使用evaluate API评估排名性能非常简单。 在评估过程中,预测器会自动提取嵌入,计算余弦相似度,对结果进行排名,并计算分数。

predictor.evaluate(
        labeled_data,
        query_data=query_data[[query_id_col]],
        response_data=doc_data[[doc_id_col]],
        id_mappings=id_mappings,
        cutoffs=cutoffs,
        metrics=["ndcg"],
    )
/home/ci/opt/venv/lib/python3.11/site-packages/numpy/core/fromnumeric.py:59: FutureWarning: 'DataFrame.swapaxes' is deprecated and will be removed in a future version. Please use 'DataFrame.transpose' instead.
  return bound(*args, **kwds)
{'ndcg@5': 0.33672, 'ndcg@10': 0.30891, 'ndcg@20': 0.28207}

我们可以发现BM25性能的显著改进。

5.4 提取嵌入

提取嵌入对于将模型部署到行业搜索引擎中非常重要。通常,系统会离线提取数据库项目的嵌入。在在线搜索期间,它只需要编码查询数据,然后高效地将查询嵌入与保存的数据库嵌入进行匹配。

query_embeds = predictor.extract_embedding(query_data[[query_id_col]], id_mappings=id_mappings, as_tensor=True)
doc_embeds = predictor.extract_embedding(doc_data[[doc_id_col]], id_mappings=id_mappings, as_tensor=True)

6. 混合BM25

我们提出了一种新的搜索排名方法,称为Hybrid BM25,它结合了BM25和语义嵌入进行评分。关键思想是使用BM25作为第一阶段的检索方法(例如,它为每个查询召回1000个文档),然后使用预训练的语言模型(PLM)对所有召回的文档(1000个文档)进行评分。

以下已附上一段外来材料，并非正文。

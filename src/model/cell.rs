//! Async-readable holders for entity field values.
//!
//! All three flavours are single-threaded: state lives in a `RefCell`.
//! A reader that has to suspend parks a oneshot sender in the cell and is
//! handed the value of the completion (or failure) that wakes it.

use std::cell::{Cell, RefCell};
use std::fmt;

use tokio::sync::oneshot;

use crate::error::{GraphError, Result};

enum State<T> {
    Empty,
    Ready(T),
    Failed(GraphError),
}

/// Shared machinery behind [`OneShot`] and [`Volatile`].
struct Slot<T> {
    state: RefCell<State<T>>,
    waiters: RefCell<Vec<oneshot::Sender<Result<T>>>>,
}

impl<T: Clone> Slot<T> {
    fn new() -> Self {
        Self {
            state: RefCell::new(State::Empty),
            waiters: RefCell::new(Vec::new()),
        }
    }

    fn has_value(&self) -> bool {
        matches!(*self.state.borrow(), State::Ready(_))
    }

    fn read_value(&self) -> Option<T> {
        match &*self.state.borrow() {
            State::Ready(value) => Some(value.clone()),
            _ => None,
        }
    }

    fn failure(&self) -> Option<GraphError> {
        match &*self.state.borrow() {
            State::Failed(err) => Some(err.clone()),
            _ => None,
        }
    }

    fn wake(&self, outcome: Result<T>) {
        let waiters = std::mem::take(&mut *self.waiters.borrow_mut());
        for waiter in waiters {
            // a dropped receiver is a reader that stopped waiting
            let _ = waiter.send(outcome.clone());
        }
    }

    fn put(&self, value: T) {
        *self.state.borrow_mut() = State::Ready(value.clone());
        self.wake(Ok(value));
    }

    fn fail(&self, err: GraphError) {
        {
            let mut state = self.state.borrow_mut();
            if matches!(*state, State::Ready(_)) {
                return;
            }
            *state = State::Failed(err.clone());
        }
        self.wake(Err(err));
    }

    fn clear_failure(&self) {
        let mut state = self.state.borrow_mut();
        if matches!(*state, State::Failed(_)) {
            *state = State::Empty;
        }
    }

    async fn await_value(&self) -> Result<T> {
        loop {
            let rx = {
                match &*self.state.borrow() {
                    State::Ready(value) => return Ok(value.clone()),
                    State::Failed(err) => return Err(err.clone()),
                    State::Empty => {}
                }
                let (tx, rx) = oneshot::channel();
                self.waiters.borrow_mut().push(tx);
                rx
            };
            if let Ok(outcome) = rx.await {
                return outcome;
            }
        }
    }

    /// Waits for the next completion or failure, ignoring any held value.
    async fn await_next(&self) -> Result<T> {
        let (tx, rx) = oneshot::channel();
        self.waiters.borrow_mut().push(tx);
        match rx.await {
            Ok(outcome) => outcome,
            Err(_) => self.await_value().await,
        }
    }
}

/// Rejected completion of a [`OneShot`] with a value different from the one it holds.
#[derive(Debug, Clone, Copy, PartialEq, Eq)]
pub struct CellConflict;

/// A cell completed at most once.
///
/// Completing again with an equal value is a no-op; a different value is
/// rejected with [`CellConflict`] and the held value is kept.
pub struct OneShot<T> {
    slot: Slot<T>,
}

impl<T: Clone + PartialEq> OneShot<T> {
    /// Creates an empty cell.
    pub fn new() -> Self {
        Self { slot: Slot::new() }
    }

    /// Whether the cell holds a value.
    pub fn has_value(&self) -> bool {
        self.slot.has_value()
    }

    /// Non-blocking read of the held value.
    pub fn read_value(&self) -> Option<T> {
        self.slot.read_value()
    }

    /// Failure recorded by the load that was populating this cell, if any.
    pub fn failure(&self) -> Option<GraphError> {
        self.slot.failure()
    }

    /// Suspends until the cell is completed or its load fails.
    pub async fn await_value(&self) -> Result<T> {
        self.slot.await_value().await
    }

    /// Completes the cell. Returns `Ok(true)` when the value was newly set.
    pub fn complete(&self, value: T) -> std::result::Result<bool, CellConflict> {
        if let Some(current) = self.slot.read_value() {
            return if current == value {
                Ok(false)
            } else {
                Err(CellConflict)
            };
        }
        self.slot.put(value);
        Ok(true)
    }

    pub(crate) fn fail(&self, err: GraphError) {
        self.slot.fail(err);
    }

    pub(crate) fn clear_failure(&self) {
        self.slot.clear_failure();
    }
}

impl<T: Clone + PartialEq> Default for OneShot<T> {
    fn default() -> Self {
        Self::new()
    }
}

/// A cell completed repeatedly, each completion replacing the previous value.
///
/// A reader suspended before the first completion is resumed by the next
/// completion only; it does not observe later replacements. Once a value is
/// present every read returns the latest one immediately, unless a refresh
/// is running: readers then wait for the refresh to settle or fail. A failed
/// refresh keeps the held value and is reported to every reader until the
/// next completion or retry.
pub struct Volatile<T> {
    slot: Slot<T>,
    refreshing: Cell<bool>,
    refresh_failure: RefCell<Option<GraphError>>,
}

impl<T: Clone> Volatile<T> {
    /// Creates an empty cell.
    pub fn new() -> Self {
        Self {
            slot: Slot::new(),
            refreshing: Cell::new(false),
            refresh_failure: RefCell::new(None),
        }
    }

    /// Whether the cell holds a value.
    pub fn has_value(&self) -> bool {
        self.slot.has_value()
    }

    /// Non-blocking read of the latest value.
    pub fn read_value(&self) -> Option<T> {
        self.slot.read_value()
    }

    /// Failure recorded by the load that was populating or refreshing this
    /// cell, if any.
    pub fn failure(&self) -> Option<GraphError> {
        let refresh = self.refresh_failure.borrow().clone();
        refresh.or_else(|| self.slot.failure())
    }

    /// Suspends until the cell holds a value or its load fails.
    pub async fn await_value(&self) -> Result<T> {
        let refresh = self.refresh_failure.borrow().clone();
        if let Some(err) = refresh {
            return Err(err);
        }
        if self.refreshing.get() {
            return self.slot.await_next().await;
        }
        self.slot.await_value().await
    }

    /// Replaces the held value.
    pub fn complete(&self, value: T) {
        self.refreshing.set(false);
        self.refresh_failure.borrow_mut().take();
        self.slot.put(value);
    }

    /// Marks a held value as being refreshed. No-op on an empty cell.
    pub(crate) fn begin_refresh(&self) {
        if self.slot.has_value() {
            self.refreshing.set(true);
        }
    }

    /// Ends a refresh that left the value unchanged, releasing its readers.
    pub(crate) fn settle(&self) {
        if self.refreshing.replace(false) {
            if let Some(value) = self.slot.read_value() {
                self.slot.wake(Ok(value));
            }
        }
    }

    pub(crate) fn fail(&self, err: GraphError) {
        self.refreshing.set(false);
        if self.slot.has_value() {
            *self.refresh_failure.borrow_mut() = Some(err.clone());
            self.slot.wake(Err(err));
        } else {
            self.slot.fail(err);
        }
    }

    pub(crate) fn clear_failure(&self) {
        self.refresh_failure.borrow_mut().take();
        self.slot.clear_failure();
    }
}

impl<T: Clone> Default for Volatile<T> {
    fn default() -> Self {
        Self::new()
    }
}

/// A cell seeded with a neutral element and updated through a join function.
///
/// Always readable. `joined` tracks whether anything beyond the seed has been
/// merged in, which the loader uses to decide whether a load is still needed.
pub struct Monotonic<T> {
    value: RefCell<T>,
    join: fn(&T, &T) -> T,
    joined: std::cell::Cell<bool>,
    failure: RefCell<Option<GraphError>>,
}

impl<T: Clone + PartialEq> Monotonic<T> {
    /// Creates a cell holding `zero`.
    pub fn new(zero: T, join: fn(&T, &T) -> T) -> Self {
        Self {
            value: RefCell::new(zero),
            join,
            joined: std::cell::Cell::new(false),
            failure: RefCell::new(None),
        }
    }

    /// Always true: a monotonic cell is readable from creation.
    pub fn has_value(&self) -> bool {
        true
    }

    /// Current joined value.
    pub fn read_value(&self) -> T {
        self.value.borrow().clone()
    }

    /// Returns immediately with the current joined value.
    pub async fn await_value(&self) -> Result<T> {
        Ok(self.read_value())
    }

    /// Whether at least one update has been joined in.
    pub fn is_joined(&self) -> bool {
        self.joined.get()
    }

    /// Failure recorded by the most recent load of this cell, if any.
    pub fn failure(&self) -> Option<GraphError> {
        self.failure.borrow().clone()
    }

    /// Joins `update` into the held value. Returns `true` if the value changed.
    pub fn update(&self, update: &T) -> bool {
        let joined = (self.join)(&self.value.borrow(), update);
        self.joined.set(true);
        self.failure.borrow_mut().take();
        let mut value = self.value.borrow_mut();
        if *value == joined {
            return false;
        }
        *value = joined;
        true
    }

    pub(crate) fn fail(&self, err: GraphError) {
        *self.failure.borrow_mut() = Some(err);
    }

    pub(crate) fn clear_failure(&self) {
        self.failure.borrow_mut().take();
    }
}

impl<T: fmt::Debug + Clone> fmt::Debug for OneShot<T> {
    fn fmt(&self, f: &mut fmt::Formatter<'_>) -> fmt::Result {
        match &*self.slot.state.borrow() {
            State::Empty => f.write_str("OneShot(<empty>)"),
            State::Ready(v) => write!(f, "OneShot({v:?})"),
            State::Failed(e) => write!(f, "OneShot(<failed: {e}>)"),
        }
    }
}

impl<T: fmt::Debug + Clone> fmt::Debug for Volatile<T> {
    fn fmt(&self, f: &mut fmt::Formatter<'_>) -> fmt::Result {
        match &*self.slot.state.borrow() {
            State::Empty => f.write_str("Volatile(<empty>)"),
            State::Ready(v) => write!(f, "Volatile({v:?})"),
            State::Failed(e) => write!(f, "Volatile(<failed: {e}>)"),
        }
    }
}

impl<T: fmt::Debug> fmt::Debug for Monotonic<T> {
    fn fmt(&self, f: &mut fmt::Formatter<'_>) -> fmt::Result {
        write!(f, "Monotonic({:?})", self.value.borrow())
    }
}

然后我们使用以下公式计算的分数对检索到的文档进行重新排序:

\[ score = \beta * normalized\_BM25 + ( 1 - \beta) * score\_of\_plm \]

其中

\[ normalized\_BM25(q_i, D_j) = \frac{\textsf{BM25}(q_i,D_j) - \min_{a\in \mathcal{Q},b\in\mathcal{D}}(\textsf{BM25}(a,b))}{\max_{a\in \mathcal{Q},b\in\mathcal{D}}(\textsf{BM25}(a,b)) - \min_{a\in \mathcal{Q},b\in\mathcal{D}}(\textsf{BM25}(a,b))},\]

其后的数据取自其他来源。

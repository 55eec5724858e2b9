//! Graph entities, their snapshots, and the rules for updating their fields.
//!
//! Entities hold every field in a cell so that a field which is not yet
//! known can be awaited instead of erroring. The [`fields`] module is the
//! single place describing how each field is merged and loaded.

/// Async-readable field holders.
pub mod cell;
/// Field descriptors, disciplines and join policies.
pub mod fields;
/// Plain store snapshots.
pub mod row;

mod output;
mod script;
mod tx;

pub use cell::{CellConflict, Monotonic, OneShot, Volatile};
pub use fields::{
    CellKind, Discipline, FieldSpec, Join, JoinPolicy, LoadPolicy, MaxHeight, OutputField,
    ScriptField, TxField,
};
pub use output::Output;
pub use row::{OutputRow, Pagination, ScriptRow, TxRow};
pub use script::Script;
pub use tx::{Io, Transaction};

并且 \(\beta\) 是一个可调参数,在我们的教程中我们将默认设置为 \(0.3\)

6.1 定义函数

import torch
from autogluon.multimodal.utils import compute_semantic_similarity

def hybridBM25(query_data, query_embeds, doc_data, doc_embeds, recall_num, top_k, beta):
    # Recall documents with BM25 scores
    tokenized_corpus = tokenize_corpus(doc_data[text_col].tolist())
    bm25_model = BM25Okapi(tokenized_corpus, k1=1.2, b=0.75)
    bm25_scores = rank_documents_bm25(query_data[text_col].tolist(), query_data[query_id_col].tolist(), doc_data[doc_id_col].tolist(), recall_num, bm25_model)
    
    all_bm25_scores = [score for scores in bm25_scores.values() for score in scores.values()]
    max_bm25_score = max(all_bm25_scores)
    min_bm25_score = min(all_bm25_scores)

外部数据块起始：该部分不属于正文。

//! Command line front end for browsing the transaction graph.
#![forbid(unsafe_code)]

use std::error::Error;
use std::path::PathBuf;
use std::rc::Rc;

use clap::{Parser, Subcommand, ValueEnum};
use serde::Serialize;
use tokio::task::LocalSet;
use tracing_subscriber::EnvFilter;
use txgraph::{
    Config, HttpClient, LazyScript, LazyTx, Orchestrator, SqliteStore, StoreOptions,
};

#[derive(Parser, Debug)]
#[command(
    name = "txgraph",
    version,
    about = "Lazily browse the Bitcoin transaction graph through an Esplora API",
    disable_help_subcommand = true
)]
struct Cli {
    #[arg(long, global = true, value_name = "FILE", help = "Configuration file")]
    config: Option<PathBuf>,

    #[arg(long, global = true, value_name = "FILE", help = "SQLite store path")]
    db: Option<PathBuf>,

    #[arg(long, global = true, value_name = "URL", help = "Esplora API base URL")]
    api_base: Option<String>,

    #[arg(
        long,
        global = true,
        value_enum,
        default_value_t = OutputFormat::Text,
        help = "Output format for structured responses"
    )]
    format: OutputFormat,

    #[command(subcommand)]
    command: Command,
}

#[derive(Subcommand, Debug)]
enum Command {
    #[command(about = "Show a transaction with its outputs and their spenders")]
    Tx {
        #[arg(value_name = "TXID")]
        txid: String,
    },

    #[command(about = "Sync and list the transaction history of an address")]
    Address {
        #[arg(value_name = "ADDRESS")]
        address: String,

        #[arg(long, help = "Refresh the history if it is older than this block height")]
        height: Option<u64>,
    },

    #[command(about = "Finish history fetches interrupted by an earlier run")]
    Resume,

    #[command(about = "Print the resolved configuration")]
    Config,
}

#[derive(Copy, Clone, Debug, Eq, PartialEq, ValueEnum)]
enum OutputFormat {
    Text,
    Json,
}

#[derive(Debug, Serialize)]
struct TxReport {
    txid: String,
    height: Option<u64>,
    input_count: u32,
    output_count: u32,
    outputs: Vec<OutputReport>,
}

#[derive(Debug, Serialize)]
struct OutputReport {
    vout: u32,
    sats: u64,
    spent_by: Option<String>,
    height: u64,
}

#[derive(Debug, Serialize)]
struct HistoryReport {
    address: String,
    state: String,
    transactions: Vec<HistoryEntry>,
}

#[derive(Debug, Serialize)]
struct HistoryEntry {
    txid: String,
    height: Option<u64>,
}

#[tokio::main(flavor = "current_thread")]
async fn main() {
    if let Err(err) = LocalSet::new().run_until(run()).await {
        eprintln!("error: {err}");
        std::process::exit(1);
    }
}

async fn run() -> Result<(), Box<dyn Error>> {
    let cli = Cli::parse();
    let mut config = Config::load(cli.config.as_deref())?;
    if let Some(db) = cli.db.clone() {
        config.database = Some(db);
    }
    if let Some(api_base) = cli.api_base.clone() {
        config.api_base = api_base;
    }
    init_tracing(&config.log_filter);

    if let Command::Config = cli.command {
        let rendered = config.to_toml()?;
        return emit(cli.format, &config, || print!("{rendered}"));
    }

    let orch = open(&config)?;
    let result = dispatch(&orch, &cli).await;
    orch.abort_loads();
    result
}

fn init_tracing(fallback: &str) {
    let filter = EnvFilter::try_from_default_env().unwrap_or_else(|_| EnvFilter::new(fallback));
    let _ = tracing_subscriber::fmt()
        .with_env_filter(filter)
        .with_writer(std::io::stderr)
        .try_init();
}

fn open(config: &Config) -> Result<Orchestrator, Box<dyn Error>> {
    let options = StoreOptions::default().page_size(config.page_size);
    let store = match &config.database {
        Some(path) => SqliteStore::open(path, options)?,
        None => SqliteStore::open_in_memory(options)?,
    };
    let client = HttpClient::new(config.api_base.clone())?;
    Ok(Orchestrator::new(Box::new(store), Rc::new(client)))
}

async fn dispatch(orch: &Orchestrator, cli: &Cli) -> Result<(), Box<dyn Error>> {
    match &cli.command {
        Command::Tx { txid } => {
            let tx = orch.load_tx_by_txid(txid).await?;
            let report = tx_report(&tx).await?;
            emit(cli.format, &report, || print_tx_text(&report))
        }
        Command::Address { address, height } => {
            let script = orch.load_script_by_address(address).await?;
            let report = history_report(address, &script, *height).await?;
            emit(cli.format, &report, || print_history_text(&report))
        }
        Command::Resume => {
            let mut reports = Vec::new();
            for script in orch.resume_interrupted().await? {
                let address = script.address().await?;
                reports.push(history_report(&address, &script, None).await?);
            }
            emit(cli.format, &reports, || {
                if reports.is_empty() {
                    println!("no interrupted fetches");
                }
                for report in &reports {
                    print_history_text(report);
                }
            })
        }
        Command::Config => Ok(()),
    }
}

async fn tx_report(tx: &LazyTx) -> txgraph::Result<TxReport> {
    let txid = tx.txid().await?;
    let input_count = tx.input_count().await?;
    let output_count = tx.output_count().await?;
    let mut outputs = Vec::with_capacity(output_count as usize);
    for output in tx.outputs().await? {
        let spent_by = match output.spend_status().await? {
            Some(spender) => Some(spender.txid().await?),
            None => None,
        };
        outputs.push(OutputReport {
            vout: output.vout().await?,
            sats: output.sats().await?,
            spent_by,
            height: output.height(),
        });
    }
    Ok(TxReport {
        txid,
        // unconfirmed transactions never get a height
        height: tx.entity().height().read_value(),
        input_count,
        output_count,
        outputs,
    })
}

async fn history_report(
    address: &str,
    script: &LazyScript,
    required: Option<u64>,
) -> txgraph::Result<HistoryReport> {
    let mut transactions = Vec::new();
    for tx in script.transactions(required).await? {
        transactions.push(HistoryEntry {
            txid: tx.txid().await?,
            height: tx.entity().height().read_value(),
        });
    }
    Ok(HistoryReport {
        address: address.to_string(),
        state: format!("{:?}", script.state(required)),
        transactions,
    })
}

fn emit<T, F>(format: OutputFormat, value: &T, printer: F) -> Result<(), Box<dyn Error>>
where
    T: Serialize,
    F: Fn(),
{
    match format {
        OutputFormat::Json => {
            let json = serde_json::to_string_pretty(value)?;
            println!("{json}");
        }
        OutputFormat::Text => printer(),
    }
    Ok(())
}

fn print_tx_text(report: &TxReport) {
    println!("{}", report.txid);
    match report.height {
        Some(height) => println!("  height:  {height}"),
        None => println!("  height:  unconfirmed"),
    }
    println!("  inputs:  {}", report.input_count);
    println!("  outputs: {}", report.output_count);
    for output in &report.outputs {
        match &output.spent_by {
            Some(spender) => println!(
                "  #{} {} sats, spent by {} at {}",
                output.vout, output.sats, spender, output.height
            ),
            None => println!(
                "  #{} {} sats, unspent as of {}",
                output.vout, output.sats, output.height
            ),
        }
    }
}

fn print_history_text(report: &HistoryReport) {
    println!("{} ({})", report.address, report.state);
    for entry in &report.transactions {
        match entry.height {
            Some(height) => println!("  {height:>8} {}", entry.txid),
            None => println!("  {:>8} {}", "mempool", entry.txid),
        }
    }
}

    q_embeddings = {qid: embed for qid, embed in zip(query_data[query_id_col].tolist(), query_embeds)}
    d_embeddings = {did: embed for did, embed in zip(doc_data[doc_id_col].tolist(), doc_embeds)}
    
    query_ids = query_data[query_id_col].tolist()
    results = {qid: {} for qid in query_ids}
    for idx, qid in enumerate(query_ids):
        rec_docs = bm25_scores[qid]
        rec_doc_emb = [d_embeddings[doc_id] for doc_id in rec_docs.keys()]
        rec_doc_id = [doc_id for doc_id in rec_docs.keys()]
        rec_doc_emb = torch.stack(rec_doc_emb)
        scores = compute_semantic_similarity(q_embeddings[qid], rec_doc_emb)
        scores[torch.isnan(scores)] = -1
        top_k_values, top_k_idxs = torch.topk(
            scores,
            min(top_k + 1, len(scores[0])),
            dim=1,
            largest=True,
            sorted=False,
        )

        for doc_idx, score in zip(top_k_idxs[0], top_k_values[0]):
            doc_id = rec_doc_id[int(doc_idx)]
            # Hybrid scores from BM25 and cosine similarity of embeddings
            results[qid][doc_id] = \
                (1 - beta) * float(score.numpy()) \
                + beta * (bm25_scores[qid][doc_id] - min_bm25_score) / (max_bm25_score - min_bm25_score)
    
    return results


def evaluate_hybridBM25(query_data, query_embeds, doc_data, doc_embeds, recall_num, beta, cutoffs):
    results = hybridBM25(query_data, query_embeds, doc_data, doc_embeds, recall_num, max(cutoffs), beta)
    ndcg = compute_ranking_score(results=results, qrel_dict=qrel_dict, metrics=["ndcg"], cutoffs=cutoffs)
    return ndcg
recall_num = 1000
beta = 0.3
query_embeds = predictor.extract_embedding(query_data[[query_id_col]], id_mappings=id_mappings, as_tensor=True)
doc_embeds = predictor.extract_embedding(doc_data[[doc_id_col]], id_mappings=id_mappings, as_tensor=True)
evaluate_hybridBM25(query_data, query_embeds, doc_data, doc_embeds, recall_num, beta, cutoffs)
{'ndcg@5': 0.36948, 'ndcg@10': 0.33297, 'ndcg@20': 0.29236}

我们能够改进排名分数,超越了简单的BM25。

7. 总结

在本教程中,我们演示了如何使用AutoMM进行语义搜索,并展示了其相对于经典BM25的明显改进。我们通过结合BM25和AutoMM(混合BM25)进一步提高了排名分数。